COURSE OUTLINE
Session 1
Introduction to High-Performance Architectures and Applications
Current high-performance architectures, such as Cluster, Multicore, and Accelerators. Introduction to real-world applications that requires HPC, and the exascale challenge.
Session 2
Performance Analysis and Evaluation
Performance metrics, performance tracing and analysis. Characterisation of the applications’ performance. Bottlenecks and critical issues for performance scaling. Simple alternatives to visualise and identify performance problems.
Session 3
Structured Parallel Programming
Algorithmic Skeletons and Parallel Design Patterns.

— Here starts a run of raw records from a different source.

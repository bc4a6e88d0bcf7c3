//! Session controller: owns the engine and drives conversions
//!
//! A session loads one engine in the background and turns each submitted
//! video into a GIF. The only rule deciding when a job starts lives in
//! [`Shared::evaluate`]: a file is pending and the engine is ready. It is
//! re-checked whenever either side changes, so a file submitted while the
//! engine is still loading starts as soon as loading finishes.
//!
//! Every started job gets a fresh [`Generation`]. Results, progress and
//! failures are applied only while their generation is still current, which
//! makes late results of superseded jobs harmless.

use std::sync::atomic::{AtomicBool, Ordering};
use std::sync::{Arc, Weak};

use bytes::Bytes;
use parking_lot::Mutex;
use tokio::sync::watch;
use tokio::task::JoinHandle;
use tracing::{debug, error, info};

use super::sinks::LogSink;
use super::state::{RenderedGif, SessionFailure, SessionSnapshot, SessionState};
use crate::config::{EngineConfig, IntogifConfig};
use crate::conversion::{ConversionError, ConversionJob, Generation, InputFile};
use crate::engine::{
    EngineError, EngineFactory, EngineHandle, EngineResult, EngineSinks, LogLine,
    ProcessEngineFactory, ProgressSample, SimulatedEngineFactory, SimulationScript,
};

/// Errors returned by session operations
#[derive(Debug, Clone, PartialEq, Eq, thiserror::Error)]
pub enum SessionError {
    #[error("Session was already started")]
    AlreadyStarted,

    #[error("Session has been stopped")]
    Stopped,

    #[error("Engine is unavailable: {reason}")]
    EngineUnavailable { reason: String },
}

#[derive(Debug, Clone, Copy, PartialEq, Eq)]
enum Lifecycle {
    NotStarted,
    Running,
    Stopped,
}

struct Inner {
    lifecycle: Lifecycle,
    engine: Option<Arc<EngineHandle>>,
    engine_failure: Option<Arc<EngineError>>,
    pending: Option<InputFile>,
    /// Generation of the latest started job; advanced on stop
    current: Generation,
    /// Generation of the job currently holding the engine lease
    engine_owner: Option<Generation>,
    snapshot: SessionSnapshot,
    tasks: Vec<JoinHandle<()>>,
}

struct Shared {
    config: EngineConfig,
    factory: Arc<dyn EngineFactory>,
    log_sink: Arc<dyn LogSink>,
    stopped: AtomicBool,
    inner: Mutex<Inner>,
    snapshot_tx: watch::Sender<SessionSnapshot>,
}

/// Runs video-to-GIF conversions against one engine for its whole lifetime.
///
/// Operations that spawn work (`start`, `submit`) must be called from
/// within a tokio runtime. Dropping the controller stops it.
pub struct SessionController {
    shared: Arc<Shared>,
}

impl SessionController {
    pub fn new(
        engine_config: EngineConfig,
        factory: Arc<dyn EngineFactory>,
        log_sink: Arc<dyn LogSink>,
    ) -> Self {
        let (snapshot_tx, _) = watch::channel(SessionSnapshot::default());
        Self {
            shared: Arc::new(Shared {
                config: engine_config,
                factory,
                log_sink,
                stopped: AtomicBool::new(false),
                inner: Mutex::new(Inner {
                    lifecycle: Lifecycle::NotStarted,
                    engine: None,
                    engine_failure: None,
                    pending: None,
                    current: Generation::default(),
                    engine_owner: None,
                    snapshot: SessionSnapshot::default(),
                    tasks: Vec::new(),
                }),
                snapshot_tx,
            }),
        }
    }

    /// Controller using the simulated engine when simulation is enabled,
    /// the ffmpeg binary otherwise
    pub fn from_config(config: &IntogifConfig, log_sink: Arc<dyn LogSink>) -> Self {
        let factory: Arc<dyn EngineFactory> = if config.simulation.enabled {
            Arc::new(SimulatedEngineFactory::new(SimulationScript::from_config(
                &config.simulation,
            )))
        } else {
            Arc::new(ProcessEngineFactory)
        };
        Self::new(config.engine.clone(), factory, log_sink)
    }

    /// Create the engine and begin loading it in the background.
    ///
    /// # Errors
    /// - `SessionError::AlreadyStarted` - `start` was called before
    /// - `SessionError::Stopped` - Session has been stopped
    pub fn start(&self) -> Result<(), SessionError> {
        let mut inner = self.shared.inner.lock();
        match inner.lifecycle {
            Lifecycle::Running => return Err(SessionError::AlreadyStarted),
            Lifecycle::Stopped => return Err(SessionError::Stopped),
            Lifecycle::NotStarted => {}
        }
        inner.lifecycle = Lifecycle::Running;

        let engine = Arc::new(EngineHandle::create(
            self.shared.factory.as_ref(),
            &self.shared.config,
            self.shared.engine_sinks(),
        ));
        inner.engine = Some(Arc::clone(&engine));

        let weak = Arc::downgrade(&self.shared);
        inner.tasks.push(tokio::spawn(async move {
            let result = engine.load().await;
            if let Some(shared) = weak.upgrade() {
                shared.on_engine_loaded(result);
            }
        }));

        info!(
            core = %self.shared.config.core_path.display(),
            "Session started, loading engine"
        );
        Ok(())
    }

    /// Submit a file for conversion, or `None` to drop a file that has not
    /// started converting yet.
    ///
    /// The latest submission wins: a running job is superseded and its
    /// result discarded.
    ///
    /// # Errors
    /// - `SessionError::Stopped` - Session has been stopped
    /// - `SessionError::EngineUnavailable` - Engine failed to load
    pub fn submit(&self, file: Option<InputFile>) -> Result<(), SessionError> {
        let mut inner = self.shared.inner.lock();
        if inner.lifecycle == Lifecycle::Stopped {
            return Err(SessionError::Stopped);
        }
        if let Some(error) = &inner.engine_failure {
            return Err(SessionError::EngineUnavailable {
                reason: error.to_string(),
            });
        }

        match file {
            Some(input) => {
                debug!(
                    input = %input.display_name(),
                    bytes = input.len(),
                    "File submitted"
                );
                inner.pending = Some(input);
                self.shared.evaluate(&mut inner);
            }
            None => {
                if inner.pending.take().is_some() {
                    debug!("Pending file cleared");
                }
            }
        }
        Ok(())
    }

    /// End the session.
    ///
    /// Releases the engine without waiting for running work, which is
    /// aborted. Idempotent; also run on drop. The snapshot is frozen from
    /// here on.
    pub fn stop(&self) {
        let (engine, tasks) = {
            let mut inner = self.shared.inner.lock();
            if inner.lifecycle == Lifecycle::Stopped {
                return;
            }
            inner.lifecycle = Lifecycle::Stopped;
            self.shared.stopped.store(true, Ordering::SeqCst);
            inner.current = inner.current.next();
            inner.pending = None;
            inner.engine_owner = None;
            (inner.engine.take(), std::mem::take(&mut inner.tasks))
        };

        info!("Stopping session");
        for task in tasks {
            task.abort();
        }
        if let Some(engine) = engine {
            engine.dispose();
        }
    }

    pub fn snapshot(&self) -> SessionSnapshot {
        self.shared.snapshot_tx.borrow().clone()
    }

    /// Receive every published snapshot
    pub fn subscribe(&self) -> watch::Receiver<SessionSnapshot> {
        self.shared.snapshot_tx.subscribe()
    }

    pub fn state(&self) -> SessionState {
        self.shared.snapshot_tx.borrow().state
    }

    pub fn progress(&self) -> Option<f64> {
        self.shared.snapshot_tx.borrow().progress
    }

    pub fn is_stopped(&self) -> bool {
        self.shared.stopped.load(Ordering::SeqCst)
    }

    /// Wait until the session is `done` or `error`.
    ///
    /// Returns immediately if it already is. Never resolves for a session
    /// that is stopped before settling; callers bound it with a timeout.
    pub async fn settled(&self) -> SessionSnapshot {
        let mut receiver = self.subscribe();
        let settled = match receiver.wait_for(|snapshot| snapshot.state.is_settled()).await {
            Ok(snapshot) => snapshot.clone(),
            Err(_) => self.snapshot(),
        };
        settled
    }
}

impl Drop for SessionController {
    fn drop(&mut self) {
        self.stop();
    }
}

impl Shared {
    /// Sinks forwarding engine events into this session.
    ///
    /// They hold a weak reference: the engine they are registered with is
    /// owned by the session.
    fn engine_sinks(self: &Arc<Self>) -> EngineSinks {
        let on_log = {
            let weak = Arc::downgrade(self);
            move |line: LogLine| {
                if let Some(shared) = weak.upgrade() {
                    shared.on_engine_log(&line);
                }
            }
        };
        let on_progress = {
            let weak = Arc::downgrade(self);
            move |sample: ProgressSample| {
                if let Some(shared) = weak.upgrade() {
                    shared.on_progress(sample.ratio);
                }
            }
        };
        EngineSinks::new(on_log, on_progress)
    }

    fn publish(&self, inner: &Inner) {
        self.snapshot_tx.send_replace(inner.snapshot.clone());
    }

    /// Start a job if a file is pending and the engine is ready
    fn evaluate(self: &Arc<Self>, inner: &mut Inner) {
        if inner.lifecycle != Lifecycle::Running {
            return;
        }
        let Some(engine) = inner
            .engine
            .as_ref()
            .filter(|engine| engine.is_ready())
            .cloned()
        else {
            return;
        };
        let Some(input) = inner.pending.take() else {
            return;
        };

        let generation = inner.current.next();
        inner.current = generation;
        inner.snapshot = SessionSnapshot {
            state: SessionState::Processing,
            progress: None,
            output: None,
            failure: None,
            generation,
        };
        self.publish(inner);

        info!(job = %generation, input = %input.display_name(), "Starting job");
        inner.tasks.retain(|task| !task.is_finished());
        inner.tasks.push(tokio::spawn(drive_job(
            Arc::downgrade(self),
            engine,
            generation,
            input,
        )));
    }

    fn on_engine_loaded(self: &Arc<Self>, result: EngineResult<()>) {
        let mut inner = self.inner.lock();
        if inner.lifecycle == Lifecycle::Stopped {
            return;
        }

        match result {
            Ok(()) => {
                info!("Engine ready");
                self.evaluate(&mut inner);
            }
            Err(error) => {
                error!("Engine failed to load: {}", error);
                let message = format!("[error] {error}");
                let error = Arc::new(error);
                inner.engine_failure = Some(Arc::clone(&error));
                inner.snapshot.state = SessionState::Error;
                inner.snapshot.progress = None;
                inner.snapshot.output = None;
                inner.snapshot.failure = Some(SessionFailure::EngineInit(error));
                self.publish(&inner);
                drop(inner);
                self.log_sink.append(&message);
            }
        }
    }

    fn on_engine_log(&self, line: &LogLine) {
        if self.stopped.load(Ordering::SeqCst) {
            return;
        }
        self.log_sink.append(&line.to_string());
    }

    fn on_progress(&self, ratio: f64) {
        if self.stopped.load(Ordering::SeqCst) {
            return;
        }
        let mut inner = self.inner.lock();
        if !inner.snapshot.state.is_processing()
            || inner.engine_owner != Some(inner.current)
        {
            return;
        }
        inner.snapshot.progress = Some(ratio);
        self.publish(&inner);
    }

    /// Apply a job's result if the job is still current
    fn complete(&self, generation: Generation, result: Result<Bytes, ConversionError>) {
        let mut inner = self.inner.lock();
        if inner.engine_owner == Some(generation) {
            inner.engine_owner = None;
        }
        if inner.lifecycle == Lifecycle::Stopped || inner.current != generation {
            debug!(
                job = %generation,
                current = %inner.current,
                succeeded = result.is_ok(),
                "Discarding result of superseded job"
            );
            return;
        }

        match result {
            Ok(bytes) => {
                let gif = RenderedGif::new(bytes);
                info!(
                    job = %generation,
                    output = %gif.resource_uri(),
                    bytes = gif.len(),
                    "GIF ready"
                );
                inner.snapshot.state = SessionState::Done;
                inner.snapshot.output = Some(gif);
                inner.snapshot.failure = None;
                self.publish(&inner);
            }
            Err(error) => {
                error!(job = %generation, kind = %error.kind(), "Conversion failed: {}", error);
                for line in error.diagnostics() {
                    debug!(job = %generation, "{}", line);
                }
                let message = format!("[error] {error}");
                inner.snapshot.state = SessionState::Error;
                inner.snapshot.output = None;
                inner.snapshot.failure = Some(SessionFailure::Conversion(Arc::new(error)));
                self.publish(&inner);
                drop(inner);
                self.log_sink.append(&message);
            }
        }
    }
}

/// Run one job under the engine lease and report its result
async fn drive_job(
    session: Weak<Shared>,
    engine: Arc<EngineHandle>,
    generation: Generation,
    input: InputFile,
) {
    let _lease = engine.lease().await;
    {
        let Some(shared) = session.upgrade() else {
            return;
        };
        let mut inner = shared.inner.lock();
        if inner.lifecycle == Lifecycle::Stopped || inner.current != generation {
            debug!(job = %generation, "Skipping superseded job before staging");
            return;
        }
        inner.engine_owner = Some(generation);
    }

    let mut job = ConversionJob::new(generation, input);
    let result = job.run(&engine).await;

    if let Some(shared) = session.upgrade() {
        shared.complete(generation, result);
    }
}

Separation of concerns, patterns and strategies for parallel programming.
Session 4
Parallel Programming for Multi-Core
Introduction to the shared memory parallel programming paradigm: Thread; lock and lock-free synchronisation mechanisms; race conditions, performance optimisations with load balancing and scheduling, cache efficiency, memory locality, and state-of-the-art libraries/frameworks.
Session 5
POSIX Threads
An overview of C++11 threads programming, use case examples for parallel programming with Loop parallelism and producer/consumer.
Session 7
OpenMP
An overview of OpenMP, its characteristics and functionalities, and use case examples.
Session 8
Parallel Programming for HPC Cluster
Introduction to the distributed memory parallel programming paradigm: process, deadlock, message passing, performance optimisations with load balancing and scheduling, and state-of-the-art libraries/frameworks.
Session 9
HPC Cluster Deployment and Configuration
How to deploy a cluster for MPI applications using OpenMPI. Introduction to Ganglia Cluster Monitoring. Cluster managements tools (Torque and PBS).
Session 10
Seminary’s Question Time and Work
This session will be for explaining how the seminary should be given, and students can make questions about their subjects. Also, the goal is to talk individually with each group/student.
Session 11
MPI (Message Passing Interface)
Overview on the main features and characteristics of MPI programming interface. Use case examples and exercises.
Session 12
MPI (Message Passing Interface)
Overview on the main features and characteristics of MPI programming interface. Use case examples and exercises.
Session 13
Hybrid Parallel Programming
Exploit parallelism at the same time from multi-core and clusters. Programming using distributed and shared memory paradigms by using MPI and OpenMP.
Session 14
Introduction to Cluster for Big Data
Distributed file system and distributed data processing. Principles and characteristics. Cluster management and parallel programming frameworks. Use cases with Hadoop.
Session 6
Intel TBB
An overview of TBB, its characteristics and functionalities, and use case examples.
Session 15
Seminary
Each student will present his work as a seminary about a specific big data support tool for parallel programming.